То утихают, то разгораются разговоры о том, насколько правильно насилие по отношению к воле коллекционеров. Воссоздать коллекцию Ивана Морозова не получится, в результате бессмысленных и беспощадных пертурбаций, порожденных чиновничьим произволом, русская часть рассеялась по множеству музеев, от Астрахани и Владивостока до Нижнего Тагила и Хабаровска, основная часть отошла Третьяковской галерее, что-то попало в Русский музей, местонахождение многого неизвестно.
В отлично изданном каталоге Эрмитаж воспроизвел те картины французов, что остались в ГМИИ, и пару собственных работ из запасников. Но здесь нет двух шедевров, проданных большевиками в 1930-е за доллары; «Ночное кафе» Ван Гога украшает теперь музей в Йеле, сезанновский портрет жены — музей Метрополитен.
Неудивительно, что один из крупнейших коллекционеров-банкиров современной России сказал как-то «Шпигелю», что никогда не завещает свое собрание государству: слишком хорошо известны его дурные привычки.

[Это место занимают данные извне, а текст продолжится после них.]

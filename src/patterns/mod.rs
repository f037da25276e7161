pub mod grammar;

use regex::Regex;
use std::collections::HashMap;
use std::fmt;

/// Sentinel for an optional status token that the line did not carry.
pub const STATUS_NONE: &str = "NONE";

/// The built-in line grammars. Exactly one is active per run, chosen by the
/// caller; lines are never auto-detected against several families.
#[derive(Debug, Clone, Copy, PartialEq, Eq, Hash)]
pub enum PatternFamily {
    /// Service logs with an ISO date, optional pid and a status level.
    Generic,
    /// Classic syslog lines: date, host, service.
    Syslog,
    /// HTTP access lines emitted through systemd/journald.
    SystemdHttp,
    /// SQLAlchemy engine statements emitted through systemd/journald.
    SystemdSql,
    /// Concurrent test-runner result lines.
    TestRunner,
}

impl PatternFamily {
    pub const ALL: [PatternFamily; 5] = [
        PatternFamily::Generic,
        PatternFamily::Syslog,
        PatternFamily::SystemdHttp,
        PatternFamily::SystemdSql,
        PatternFamily::TestRunner,
    ];

    pub fn name(self) -> &'static str {
        match self {
            PatternFamily::Generic => "generic",
            PatternFamily::Syslog => "syslog",
            PatternFamily::SystemdHttp => "systemd-http",
            PatternFamily::SystemdSql => "systemd-sql",
            PatternFamily::TestRunner => "test-runner",
        }
    }

    /// Fields that must capture for a line to count as a match.
    pub fn required_fields(self) -> &'static [&'static str] {
        match self {
            PatternFamily::Generic => &["date", "status"],
            PatternFamily::Syslog => &["date", "host", "service"],
            PatternFamily::SystemdHttp => &["method", "uri"],
            PatternFamily::SystemdSql => &["sql_query"],
            PatternFamily::TestRunner => &["worker", "test_name", "test_time", "test_result"],
        }
    }

    /// Regex source of the built-in grammar.
    pub fn source(self) -> String {
        match self {
            PatternFamily::Generic => grammar::generic(),
            PatternFamily::Syslog => grammar::syslog(),
            PatternFamily::SystemdHttp => grammar::systemd_http(),
            PatternFamily::SystemdSql => grammar::systemd_sql(),
            PatternFamily::TestRunner => grammar::test_runner(),
        }
    }

    /// Compile the built-in grammar.
    pub fn compile(self) -> Result<LogPattern, PatternError> {
        self.compile_from(&self.source())
    }

    /// Compile a replacement grammar for this family.
    ///
    /// The replacement must still expose every required field of the family
    /// as a named capture group.
    pub fn compile_from(self, source: &str) -> Result<LogPattern, PatternError> {
        let pattern = LogPattern::new(self.name(), source, self.required_fields())?;
        if pattern.fields().iter().any(|f| f == "status") {
            pattern.with_default("status", STATUS_NONE)
        } else {
            Ok(pattern)
        }
    }
}

impl fmt::Display for PatternFamily {
    fn fmt(&self, f: &mut fmt::Formatter<'_>) -> fmt::Result {
        f.write_str(self.name())
    }
}

/// Errors produced while building a [`LogPattern`].
#[derive(Debug)]
pub enum PatternError {
    InvalidRegex {
        pattern: String,
        source: regex::Error,
    },
    UnknownField {
        pattern: String,
        field: String,
    },
}

impl fmt::Display for PatternError {
    fn fmt(&self, f: &mut fmt::Formatter<'_>) -> fmt::Result {
        match self {
            PatternError::InvalidRegex { pattern, source } => {
                write!(f, "invalid regex for pattern '{pattern}': {source}")
            }
            PatternError::UnknownField { pattern, field } => {
                write!(
                    f,
                    "pattern '{pattern}' has no capture group named '{field}'"
                )
            }
        }
    }
}

impl std::error::Error for PatternError {
    fn source(&self) -> Option<&(dyn std::error::Error + 'static)> {
        match self {
            PatternError::InvalidRegex { source, .. } => Some(source),
            PatternError::UnknownField { .. } => None,
        }
    }
}

/// Fields extracted from one line. Values are raw text; coercion happens in
/// the record builder.
#[derive(Debug, Clone, Default, PartialEq, Eq)]
pub struct MatchResult {
    fields: HashMap<String, String>,
}

impl MatchResult {
    pub fn get(&self, field: &str) -> Option<&str> {
        self.fields.get(field).map(String::as_str)
    }

    pub fn insert(&mut self, field: impl Into<String>, value: impl Into<String>) {
        self.fields.insert(field.into(), value.into());
    }
}

impl<K: Into<String>, V: Into<String>> FromIterator<(K, V)> for MatchResult {
    fn from_iter<I: IntoIterator<Item = (K, V)>>(iter: I) -> Self {
        let mut result = MatchResult::default();
        for (k, v) in iter {
            result.insert(k, v);
        }
        result
    }
}

/// A compiled, immutable line grammar with named fields.
///
/// Matching is anchored at the start of the line whether or not the source
/// says `^`. It is single-candidate and line-local: the first match is
/// authoritative.
#[derive(Debug, Clone)]
pub struct LogPattern {
    name: String,
    regex: Regex,
    fields: Vec<String>,
    required: Vec<String>,
    defaults: Vec<(String, String)>,
}

impl LogPattern {
    pub fn new(
        name: impl Into<String>,
        source: &str,
        required: &[&str],
    ) -> Result<Self, PatternError> {
        let name = name.into();
        let anchored = format!("^(?:{source})");
        let regex = Regex::new(&anchored).map_err(|e| PatternError::InvalidRegex {
            pattern: name.clone(),
            source: e,
        })?;
        let fields: Vec<String> = regex.capture_names().flatten().map(String::from).collect();

        for field in required {
            if !fields.iter().any(|f| f == field) {
                return Err(PatternError::UnknownField {
                    pattern: name,
                    field: field.to_string(),
                });
            }
        }

        Ok(Self {
            name,
            regex,
            fields,
            required: required.iter().map(|f| f.to_string()).collect(),
            defaults: Vec::new(),
        })
    }

    /// Value reported for `field` when its (optional) group did not capture.
    pub fn with_default(
        mut self,
        field: &str,
        value: impl Into<String>,
    ) -> Result<Self, PatternError> {
        if !self.fields.iter().any(|f| f == field) {
            return Err(PatternError::UnknownField {
                pattern: self.name,
                field: field.to_string(),
            });
        }
        self.defaults.push((field.to_string(), value.into()));
        Ok(self)
    }

    pub fn name(&self) -> &str {
        &self.name
    }

    pub fn fields(&self) -> &[String] {
        &self.fields
    }

    pub fn required(&self) -> &[String] {
        &self.required
    }

    /// Match one line. Returns `None` when the grammar does not match or a
    /// required field did not capture.
    pub fn match_line(&self, line: &str) -> Option<MatchResult> {
        let caps = self.regex.captures(line)?;

        if self.required.iter().any(|f| caps.name(f).is_none()) {
            return None;
        }

        let mut result = MatchResult::default();
        for field in &self.fields {
            match caps.name(field) {
                Some(m) => result.insert(field.as_str(), m.as_str()),
                None => {
                    if let Some((_, value)) = self.defaults.iter().find(|(f, _)| f == field) {
                        result.insert(field.as_str(), value.as_str());
                    }
                }
            }
        }
        Some(result)
    }
}

#[cfg(test)]
mod tests {
    use super::*;

    const HTTP_LINE: &str = r#"Jan  1 00:00:01 host svc[123]: INFO "GET /v1/items/550e8400-e29b-41d4-a716-446655440000 HTTP/1.1" status: 200  len: 10 time: 0.050"#;

    #[test]
    fn every_builtin_family_compiles() {
        for family in PatternFamily::ALL {
            let pattern = family.compile().unwrap();
            assert_eq!(pattern.name(), family.name());
            for field in family.required_fields() {
                assert!(pattern.fields().iter().any(|f| f == field));
            }
        }
    }

    #[test]
    fn systemd_http_extracts_fields() {
        let pattern = PatternFamily::SystemdHttp.compile().unwrap();
        let m = pattern.match_line(HTTP_LINE).unwrap();
        assert_eq!(m.get("date"), Some("Jan  1 00:00:01"));
        assert_eq!(m.get("host"), Some("host"));
        assert_eq!(m.get("status"), Some("INFO"));
        assert_eq!(m.get("method"), Some("GET"));
        assert_eq!(
            m.get("uri"),
            Some("/v1/items/550e8400-e29b-41d4-a716-446655440000")
        );
        assert_eq!(m.get("resp_status"), Some("200"));
        assert_eq!(m.get("resp_len"), Some("10"));
        assert_eq!(m.get("resp_time"), Some("0.050"));
    }

    #[test]
    fn systemd_http_missing_status_gets_sentinel() {
        let pattern = PatternFamily::SystemdHttp.compile().unwrap();
        let line = r#"Jan 12 10:00:01 ctl api[9]: 10.0.0.1 "POST /v1/things HTTP/1.1" status: 201  len: 3 time: 0.1"#;
        let m = pattern.match_line(line).unwrap();
        assert_eq!(m.get("status"), Some(STATUS_NONE));
        assert_eq!(m.get("method"), Some("POST"));
    }

    #[test]
    fn systemd_http_keeps_query_string_in_uri() {
        let pattern = PatternFamily::SystemdHttp.compile().unwrap();
        let line = r#"Jan  1 00:00:01 host svc[1]: INFO "GET /v1/items?limit=5 HTTP/1.1" status: 200  len: 10 time: 0.050"#;
        let m = pattern.match_line(line).unwrap();
        assert_eq!(m.get("uri"), Some("/v1/items?limit=5"));
    }

    #[test]
    fn unrelated_lines_do_not_match() {
        let pattern = PatternFamily::SystemdHttp.compile().unwrap();
        assert!(pattern.match_line("").is_none());
        assert!(pattern
            .match_line("Jan  1 00:00:01 host svc[123]: INFO starting worker")
            .is_none());
        // Anchored at the start of the line.
        assert!(pattern.match_line(&format!("junk {HTTP_LINE}")).is_none());
    }

    #[test]
    fn unsupported_method_does_not_match() {
        let pattern = PatternFamily::SystemdHttp.compile().unwrap();
        let line = HTTP_LINE.replace("\"GET ", "\"PATCH ");
        assert!(pattern.match_line(&line).is_none());
    }

    #[test]
    fn systemd_sql_captures_statement() {
        let pattern = PatternFamily::SystemdSql.compile().unwrap();
        let line = "Feb  3 11:22:33 db-host api[42]: INFO sqlalchemy.engine.Engine [cached since 3.1s ago] UPDATE volumes SET status=%(status)s WHERE volumes.id = %(id)s";
        let m = pattern.match_line(line).unwrap();
        assert_eq!(
            m.get("sql_query"),
            Some("UPDATE volumes SET status=%(status)s WHERE volumes.id = %(id)s")
        );
    }

    #[test]
    fn systemd_sql_ignores_select() {
        let pattern = PatternFamily::SystemdSql.compile().unwrap();
        let line = "Feb  3 11:22:33 db-host api[42]: INFO sqlalchemy.engine.Engine [generated in 0.001s] SELECT 1";
        assert!(pattern.match_line(line).is_none());
    }

    #[test]
    fn test_runner_captures_result() {
        let pattern = PatternFamily::TestRunner.compile().unwrap();
        let line = "2024-05-01 12:00:00.123 | ci-node | {3} test_foo [1.234s] ... SUCCESS";
        let m = pattern.match_line(line).unwrap();
        assert_eq!(m.get("worker"), Some("3"));
        assert_eq!(m.get("test_name"), Some("test_foo"));
        assert_eq!(m.get("test_time"), Some("1.234"));
        assert_eq!(m.get("test_result"), Some("SUCCESS"));
        assert_eq!(m.get("date"), Some("2024-05-01 12:00:00.123"));
    }

    #[test]
    fn generic_optional_pid() {
        let pattern = PatternFamily::Generic.compile().unwrap();
        let with_pid = pattern
            .match_line("2024-05-01 12:00:00.123 4242 ERROR nova.compute [-] boom")
            .unwrap();
        assert_eq!(with_pid.get("pid"), Some("4242"));
        assert_eq!(with_pid.get("status"), Some("ERROR"));

        let without_pid = pattern
            .match_line("2024-05-01 12:00:00,123456 WARNING nova.compute [-] hmm")
            .unwrap();
        assert_eq!(without_pid.get("pid"), None);
        assert_eq!(without_pid.get("status"), Some("WARNING"));
    }

    #[test]
    fn generic_requires_status() {
        let pattern = PatternFamily::Generic.compile().unwrap();
        assert!(pattern
            .match_line("2024-05-01 12:00:00 4242 NOTICE something")
            .is_none());
    }

    #[test]
    fn syslog_captures_service() {
        let pattern = PatternFamily::Syslog.compile().unwrap();
        let m = pattern
            .match_line("Mar 10 08:00:00 web-01 cron: job finished")
            .unwrap();
        assert_eq!(m.get("host"), Some("web-01"));
        assert_eq!(m.get("service"), Some("cron"));
    }

    #[test]
    fn custom_pattern_requires_known_fields() {
        let err = LogPattern::new("custom", r"^(?P<a>\w+)", &["b"]).unwrap_err();
        assert!(matches!(err, PatternError::UnknownField { ref field, .. } if field == "b"));
    }

    #[test]
    fn custom_pattern_rejects_bad_regex() {
        let err = LogPattern::new("custom", r"^(?P<a>\w+", &[]).unwrap_err();
        assert!(matches!(err, PatternError::InvalidRegex { .. }));
        assert!(err.to_string().contains("custom"));
    }

    #[test]
    fn required_field_missing_from_capture_is_no_match() {
        let pattern = LogPattern::new("custom", r"^(?P<a>x)?(?P<b>y)", &["a", "b"]).unwrap();
        assert!(pattern.match_line("xy").is_some());
        assert!(pattern.match_line("y").is_none());
    }

    #[test]
    fn default_applies_only_to_absent_optional_field() {
        let pattern = LogPattern::new("custom", r"^(?P<a>x)?(?P<b>y)", &["b"])
            .unwrap()
            .with_default("a", "missing")
            .unwrap();
        assert_eq!(pattern.match_line("y").unwrap().get("a"), Some("missing"));
        assert_eq!(pattern.match_line("xy").unwrap().get("a"), Some("x"));
    }

    #[test]
    fn unanchored_override_still_matches_from_line_start() {
        let pattern = PatternFamily::SystemdSql
            .compile_from(r"SQL: (?P<sql_query>.+)$")
            .unwrap();
        assert!(pattern.match_line("garbage prefix SQL: INSERT x").is_none());
        assert_eq!(
            pattern.match_line("SQL: INSERT x").unwrap().get("sql_query"),
            Some("INSERT x")
        );
    }

    #[test]
    fn alternation_is_anchored_as_a_whole() {
        let pattern = LogPattern::new("custom", r"(?P<a>x)|(?P<b>y)", &[]).unwrap();
        assert!(pattern.match_line("ay").is_none());
        assert!(pattern.match_line("yx").is_some());
    }

    #[test]
    fn family_override_must_keep_required_fields() {
        let err = PatternFamily::SystemdSql
            .compile_from(r"^(?P<query>.*)$")
            .unwrap_err();
        assert!(matches!(err, PatternError::UnknownField { .. }));
    }
}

Когда несколько лет назад Ирина Александровна Антонова выступила с предложением объединить коллекции Щукина и Морозова, она встретила непонимание коллег, все так устали от переделов, что предпочли бы сохранить статус-кво любой ценой. Ее позицию оценивали как «притязания», если не вовсе нелепую, но с годами выяснилась ее правота. Даже если общество не в силах восстановить историческую справедливость и вернуть коллекциям их прежний вид, оно в состоянии воздать должное тем, кто эту страну так или иначе обогатил. Благодарность выглядит редким словом в современном языке, но это лишь усиливает его значение.